#### Given data
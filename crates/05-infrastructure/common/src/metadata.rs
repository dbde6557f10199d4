//! 元数据定义
//!
//! 提供服务标识与类型擦除实例的元数据信息

use crate::errors::{DependencyError, DependencyResult};
use std::any::{Any, TypeId};
use std::fmt;
use std::hash::{Hash, Hasher};
use std::sync::Arc;

/// 服务标识
///
/// 注册和解析时使用的查找键。可以是具体类型，也可以是 `dyn Trait`。
/// 相等性和哈希只依赖 `TypeId`，类型名称仅用于诊断。
#[derive(Clone, Copy)]
pub struct ServiceKey {
    /// 类型ID
    id: TypeId,
    /// 类型名称
    name: &'static str,
}

impl ServiceKey {
    /// 从类型获取服务标识
    pub fn of<T: ?Sized + 'static>() -> Self {
        Self {
            id: TypeId::of::<T>(),
            name: std::any::type_name::<T>(),
        }
    }

    /// 类型ID
    pub fn id(&self) -> TypeId {
        self.id
    }

    /// 完整的类型名称（包含模块路径）
    pub fn type_name(&self) -> &'static str {
        self.name
    }

    /// 获取简短的类型名称（不包含模块路径和泛型参数）
    pub fn short_name(&self) -> &'static str {
        let name = self.name.strip_prefix("dyn ").unwrap_or(self.name);
        let name = name.split(" + ").next().unwrap_or(name);
        let name = name.split('<').next().unwrap_or(name);
        name.rsplit("::").next().unwrap_or(name)
    }

    /// 是否为 trait object 标识
    pub fn is_trait_object(&self) -> bool {
        self.name.starts_with("dyn ")
    }
}

impl PartialEq for ServiceKey {
    fn eq(&self, other: &Self) -> bool {
        self.id == other.id
    }
}

impl Eq for ServiceKey {}

impl Hash for ServiceKey {
    fn hash<H: Hasher>(&self, state: &mut H) {
        self.id.hash(state);
    }
}

impl fmt::Debug for ServiceKey {
    fn fmt(&self, f: &mut fmt::Formatter<'_>) -> fmt::Result {
        write!(f, "ServiceKey({})", self.name)
    }
}

impl fmt::Display for ServiceKey {
    fn fmt(&self, f: &mut fmt::Formatter<'_>) -> fmt::Result {
        f.write_str(self.name)
    }
}

/// 类型擦除的服务实例
///
/// 内部总是包装一个 `Arc<T>`，`T` 为请求时使用的类型（可以是 `dyn Trait`）。
pub type Instance = Arc<dyn Any + Send + Sync>;

/// 擦除实例类型
pub fn erase<T>(value: Arc<T>) -> Instance
where
    T: ?Sized + Send + Sync + 'static,
{
    Arc::new(value)
}

/// 还原实例类型
///
/// 返回的 `Arc<T>` 与容器内保存的是同一个分配，单例身份因此得以保持。
pub fn downcast_instance<T>(instance: &Instance) -> DependencyResult<Arc<T>>
where
    T: ?Sized + Send + Sync + 'static,
{
    instance
        .downcast_ref::<Arc<T>>()
        .cloned()
        .ok_or_else(|| DependencyError::TypeMismatch {
            expected: std::any::type_name::<T>().to_string(),
        })
}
########
# Problem to work on:
To complete the exercise, print all of the entries exactly.

# Answer to this task:
filename crates/05-infrastructure/common/src/metadata.rs
repository dbde6557f10199d4
//! 元数据定义
//!
//! 提供服务标识与类型擦除实例的元数据信息

use crate::errors::{DependencyError, DependencyResult};
use std::any::{Any, TypeId};
use std::fmt;
use std::hash::{Hash, Hasher};
use std::sync::Arc;

/// 服务标识
///
/// 注册和解析时使用的查找键。可以是具体类型，也可以是 `dyn Trait`。
/// 相等性和哈希只依赖 `TypeId`，类型名称仅用于诊断。
#[derive(Clone, Copy)]
pub struct ServiceKey {
    /// 类型ID
    id: TypeId,
    /// 类型名称
    name: &'static str,
}

impl ServiceKey {
    /// 从类型获取服务标识
    pub fn of<T: ?Sized + 'static>() -> Self {
        Self {
            id: TypeId::of::<T>(),
            name: std::any::type_name::<T>(),
        }
    }

    /// 类型ID
    pub fn id(&self) -> TypeId {
        self.id
    }

    /// 完整的类型名称（包含模块路径）
    pub fn type_name(&self) -> &'static str {
        self.name
    }

    /// 获取简短的类型名称（不包含模块路径和泛型参数）
    pub fn short_name(&self) -> &'static str {
        let name = self.name.strip_prefix("dyn ").unwrap_or(self.name);
        let name = name.split(" + ").next().unwrap_or(name);
        let name = name.split('<').next().unwrap_or(name);
        name.rsplit("::").next().unwrap_or(name)
    }

    /// 是否为 trait object 标识
    pub fn is_trait_object(&self) -> bool {
        self.name.starts_with("dyn ")
    }
}

impl PartialEq for ServiceKey {
    fn eq(&self, other: &Self) -> bool {
        self.id == other.id
    }
}

impl Eq for ServiceKey {}

impl Hash for ServiceKey {
    fn hash<H: Hasher>(&self, state: &mut H) {
        self.id.hash(state);
    }
}

impl fmt::Debug for ServiceKey {
    fn fmt(&self, f: &mut fmt::Formatter<'_>) -> fmt::Result {
        write!(f, "ServiceKey({})", self.name)
    }
}

impl fmt::Display for ServiceKey {
    fn fmt(&self, f: &mut fmt::Formatter<'_>) -> fmt::Result {
        f.write_str(self.name)
    }
}

/// 类型擦除的服务实例
///
/// 内部总是包装一个 `Arc<T>`，`T` 为请求时使用的类型（可以是 `dyn Trait`）。
pub type Instance = Arc<dyn Any + Send + Sync>;

/// 擦除实例类型
pub fn erase<T>(value: Arc<T>) -> Instance
where
    T: ?Sized + Send + Sync + 'static,
{
    Arc::new(value)
}

/// 还原实例类型
///
/// 返回的 `Arc<T>` 与容器内保存的是同一个分配，单例身份因此得以保持。
pub fn downcast_instance<T>(instance: &Instance) -> DependencyResult<Arc<T>>
where
    T: ?Sized + Send + Sync + 'static,
{
    instance
        .downcast_ref::<Arc<T>>()
        .cloned()
        .ok_or_else(|| DependencyError::TypeMismatch {
            expected: std::any::type_name::<T>().to_string(),
        })
}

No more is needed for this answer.